The Importance of Finding A Mentor

The wish for a mentor, as described by Facebook’s COO Sheryl Sandberg, is “the professional equivalent of waiting for Prince Charming.” She pushes back against the notion that there is a single person out there who is poised to make all your dreams come true, which sends the message to early working professionals their career success can only come from finding someone escort them through the door to the C-Suite. In one memorable passage from her novel, Lean In, she writes: “Young women are told that if they can just find the right mentor, they will be pushed up the ladder and whisked away to the corner office to live happily ever after.”

You might have heard it before too, from the same well-meaning people who tell you to “reach out to your network,” that you should “find a mentor” – as if it’s an action to take, like sending in a resume or practicing a commonly asked interview question. In reality, the last thing you want to do is approach someone and ask them “Will you be my mentor?” People are busy, and will be overwhelmed by the pressure to be your one advocate and advisor in every situation, particularly if you don’t have a natural relationship with them already.

However, it’s crucial to have mentors for many reasons: to be sounding boards, advocates, connections, for granular advice on a particular topic, for feedback, to show you the ropes, to walk you through sticky work situations, or to be your promoters.

One of Boly:Welch’s founders, Diane Boly, has a great story about a mentee she’s known for decades. K. originally met Diane through a formal youth mentoring program, although it was only after K. had grown up, been through college, gotten married, and had a baby that she reconnected with Diane. At the time, K. was an administrative assistant at a medical office, and wasn’t feeling challenged or happy about where she was in her career. She asked Diane out for breakfast to talk through some of her frustrations.

After asking a few questions about what K. was struggling with, Diane realized that K. “had a stopping point that was all mental. I felt she just had to believe in herself…I helped her see herself as everyone else saw her, which I think really altered her confidence level.”

Within six months, K. had interviewed for and started a new job paying $10K more a year. Better yet, the company was supporting her going back to school to become a nurse.

While Diane takes no credit for K.’s initiative and abilities, she does see the power in a mentorship relationship to break down barriers for their mentees.

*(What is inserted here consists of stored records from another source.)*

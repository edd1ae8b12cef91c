//! Human-readable report of a rendered chart frame.

use std::fmt;

use super::types::{FieldReducerSpec, Reducer};
use super::view::ChartFrame;

/// Per-field roll-up across all buckets of a frame.
#[derive(Debug, Clone, PartialEq)]
pub struct FieldStat {
    pub field: String,
    pub reducer: Reducer,
    /// Total for `sum` fields, mean for `average`, first bucket's value for
    /// `first`. `None` when every bucket is null.
    pub value: Option<f64>,
}

/// Summary derived post-hoc from a [`ChartFrame`].
#[derive(Debug, Clone, PartialEq)]
pub struct SeriesSummary {
    /// Records in the normalized series.
    pub records_total: usize,
    /// Records inside the selected window.
    pub records_in_window: usize,
    /// Native sampling interval (minutes).
    pub base_interval: u32,
    /// Applied aggregation interval (minutes).
    pub interval: u32,
    pub window: String,
    pub bucket_count: usize,
    pub tick_count: usize,
    pub fields: Vec<FieldStat>,
}

impl SeriesSummary {
    /// Computes the summary of a frame.
    ///
    /// # Arguments
    ///
    /// * `records_total` - Length of the full normalized series
    /// * `base_interval` - Native interval of the series (minutes)
    /// * `frame` - The rendered frame
    /// * `reducers` - Reducer spec the frame was aggregated with
    pub fn from_frame(
        records_total: usize,
        base_interval: u32,
        frame: &ChartFrame,
        reducers: &FieldReducerSpec,
    ) -> Self {
        let fields = reducers
            .iter()
            .map(|(field, reducer)| {
                let (sum, count) = frame
                    .buckets
                    .iter()
                    .filter_map(|b| b.number(field))
                    .fold((0.0, 0_usize), |(s, c), v| (s + v, c + 1));
                let value = match reducer {
                    Reducer::Sum => (count > 0).then_some(sum),
                    Reducer::Average => (count > 0).then(|| sum / count as f64),
                    Reducer::First => frame.buckets.first().and_then(|b| b.number(field)),
                };
                FieldStat {
                    field: field.to_string(),
                    reducer,
                    value,
                }
            })
            .collect();

        Self {
            records_total,
            records_in_window: frame.records_in_window,
            base_interval,
            interval: frame.interval,
            window: frame.window.to_string(),
            bucket_count: frame.buckets.len(),
            tick_count: frame.ticks.len(),
            fields,
        }
    }
}

impl fmt::Display for SeriesSummary {
    fn fmt(&self, f: &mut fmt::Formatter<'_>) -> fmt::Result {
        writeln!(f, "--- Series Summary ---")?;
        writeln!(
            f,
            "Records:          {} ({} in window)",
            self.records_total, self.records_in_window
        )?;
        writeln!(f, "Base interval:    {} min", self.base_interval)?;
        writeln!(f, "Interval:         {} min", self.interval)?;
        writeln!(f, "Window:           {}", self.window)?;
        writeln!(f, "Buckets:          {}", self.bucket_count)?;
        write!(f, "Day ticks:        {}", self.tick_count)?;
        for stat in &self.fields {
            let label = match stat.reducer {
                Reducer::Sum => "total",
                Reducer::Average => "mean",
                Reducer::First => "first",
            };
            match stat.value {
                Some(v) => write!(f, "\n  {} ({label}): {v:.3}", stat.field)?,
                None => write!(f, "\n  {} ({label}): n/a", stat.field)?,
            }
        }
        Ok(())
    }
}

So, how do you harness this great career-boosting momentum? Finding a mentor has been covered extensively in some great articles: here, here, or here. However, when I think about mentors, I like to consider these three things:

1. You can have more than one mentor.

Like Sheryl Sandberg warned, putting all your hopes and dreams in one be-all-end-all relationship is typically unrealistic. A more modern definition of mentorship has been described as a board of advisors, each with different areas of expertise. Your mentors might not have much in common besides authenticity and honesty, and maybe a similar set of values with you. Find mentors who relate to different facets of your career and who are in varying stages of their own professions. You’ll gain a different perspective from every supporter, which one mentor described as a “democratization” of your career growth.

You can find a mentor almost anywhere. Really!

Look for someone who has a job or career you want someday. If you’re on track at work, start with a more senior coworker or a boss. Even a successful peer at your office can be a great mentor. See if they’ll grab a cup of coffee with you to discuss their own career. If you’re looking to make a change, research people whose work you admire or who are employed at companies or industries that interest you. Set up informational interviews and, if they go well, meet up again. Maybe even schedule your next meeting at the end of the first one. Attend networking and industry events and actually follow up with the people you find interesting.

As long as you initiate and follow up, you will find lots of mentors.

2. The onus is usually on the mentee.

This is really a two part issue — the mentee has to be responsible for nurturing the relationship and also has to have already done the initial soul-searching and formulation of what to ask their mentor.

In a mentoring relationship, it’s generally the mentee’s responsibility to take the initiative–not the mentor’s. Absolutely, a great mentor will go out of their way to ensure the success of their mentee. However, your effort is a critical part of the mentoring relationship, which will really only exist if you initiate and follow up consistently.

The mentee must prepare for every meeting. You have to take the time to identify what you want to do, why you want to do it, how you want to do it. You can’t just be pulled along in the mentor’s wake — they are there to amplify and course-correct, but they can’t tell you what you want or figure it all out for you.

Like most things, the amount of energy you put into the relationship will directly impact what you get out of your mentorship. Without preparation and effort, mentorship devolves into a series of awkward coffees and stiff conversations.

3. You have to ask for what you need.

Make it easy and clear to a mentor how they can help you. Spell it all out for them: this is where I am right now, this is what I’m thinking about next, and this is how you can help me. I need feedback. I need a connection. I need an idea. I need super-granular advice. I need your guidance on this uncomfortable situation at work. Etc.

If a mentor can help, great! If they can’t, they’ll let you know. The worst they can say is no, or maybe they just don’t get back to you. However, not asking is much worse because no mentor can read your mind. If you don’t ask, you won’t get what you need.

And one last point: you can also be a mentor. No matter where you are in your career, you have valuable experience and perspectives that can empower other people.

As Maya Angelou says, “When you get, give. When you learn, teach.”